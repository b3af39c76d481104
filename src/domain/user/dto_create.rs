/// Validated signup data, with the city already resolved by geocoding.
#[derive(Debug, Clone, PartialEq)]
pub struct CreateUserDto {
    pub name: String,
    pub email: String,
    pub latitude: f64,
    pub longitude: f64,
    pub city: Option<String>,
}
//! Request ID middleware
//!
//! Assigns every HTTP request an `X-Request-Id` (reusing the client's one
//! when present), wraps its processing in a `tracing` span carrying the ID
//! and echoes it back in the response header.

use axum::{body::Body, http::Request, middleware::Next, response::Response};
use tracing::Instrument;
use uuid::Uuid;

/// Header name for the request correlation ID.
pub const REQUEST_ID_HEADER: &str = "x-request-id";

pub async fn request_id_middleware(request: Request<Body>, next: Next) -> Response {
    let request_id = request
        .headers()
        .get(REQUEST_ID_HEADER)
        .and_then(|v| v.to_str().ok())
        .filter(|v| !v.is_empty() && v.len() <= 128)
        .map(String::from)
        .unwrap_or_else(|| Uuid::new_v4().to_string());

    let span = tracing::info_span!(
        "request",
        request_id = %request_id,
        method = %request.method(),
        uri = %request.uri(),
    );

    let mut response = next.run(request).instrument(span).await;

    if let Ok(value) = request_id.parse() {
        response.headers_mut().insert(REQUEST_ID_HEADER, value);
    }

    response
}
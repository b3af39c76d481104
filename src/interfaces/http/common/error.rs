//! Error envelope returned by every endpoint
//!
//! `{ "statusCode": 404, "message": "User not found", "error": "Not Found" }`

use axum::http::StatusCode;
use axum::response::{IntoResponse, Response};
use axum::Json;
use serde::{Deserialize, Serialize};
use tracing::error;
use utoipa::ToSchema;

use crate::support::errors::{AuthError, DomainError, GeocodingError};

/// Error response body
#[derive(Debug, Clone, Serialize, Deserialize, ToSchema)]
#[serde(rename_all = "camelCase")]
pub struct ErrorBody {
    /// HTTP status code
    #[schema(example = 400)]
    pub status_code: u16,
    /// Description of the error
    #[schema(example = "Email already exists")]
    pub message: String,
    /// HTTP reason phrase
    #[schema(example = "Bad Request")]
    pub error: String,
}

/// An error ready to be rendered as an HTTP response
#[derive(Debug, Clone)]
pub struct ApiError {
    pub status: StatusCode,
    pub message: String,
}

impl ApiError {
    pub fn new(status: StatusCode, message: impl Into<String>) -> Self {
        Self {
            status,
            message: message.into(),
        }
    }

    pub fn bad_request(message: impl Into<String>) -> Self {
        Self::new(StatusCode::BAD_REQUEST, message)
    }

    pub fn body(&self) -> ErrorBody {
        ErrorBody {
            status_code: self.status.as_u16(),
            message: self.message.clone(),
            error: self
                .status
                .canonical_reason()
                .unwrap_or("Unknown Error")
                .to_string(),
        }
    }
}

impl From<DomainError> for ApiError {
    fn from(e: DomainError) -> Self {
        let status = match &e {
            DomainError::NotFound { .. } => StatusCode::NOT_FOUND,
            DomainError::EmailTaken
            | DomainError::UnsupportedCity(_)
            | DomainError::LocationUnresolved => StatusCode::BAD_REQUEST,
            DomainError::LocationOutsideEgypt => StatusCode::FORBIDDEN,
            DomainError::Geocoding(GeocodingError::Transport(_)) => {
                StatusCode::INTERNAL_SERVER_ERROR
            }
            DomainError::Geocoding(_) => StatusCode::BAD_GATEWAY,
            DomainError::Token(_) | DomainError::Storage(_) => {
                error!(error = %e, "Request failed with an internal error");
                return Self::new(StatusCode::INTERNAL_SERVER_ERROR, "Internal server error");
            }
        };
        Self::new(status, e.to_string())
    }
}

impl From<AuthError> for ApiError {
    fn from(e: AuthError) -> Self {
        Self::new(StatusCode::UNAUTHORIZED, e.to_string())
    }
}

impl IntoResponse for ApiError {
    fn into_response(self) -> Response {
        (self.status, Json(self.body())).into_response()
    }
}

※

INSTRUCTIONS TO FOLLOW
Search the entries for the string "serde". Copy every line that has it.

WRITTEN SOLUTION
use serde::{Deserialize, Serialize};
#[serde(rename_all = "camelCase")]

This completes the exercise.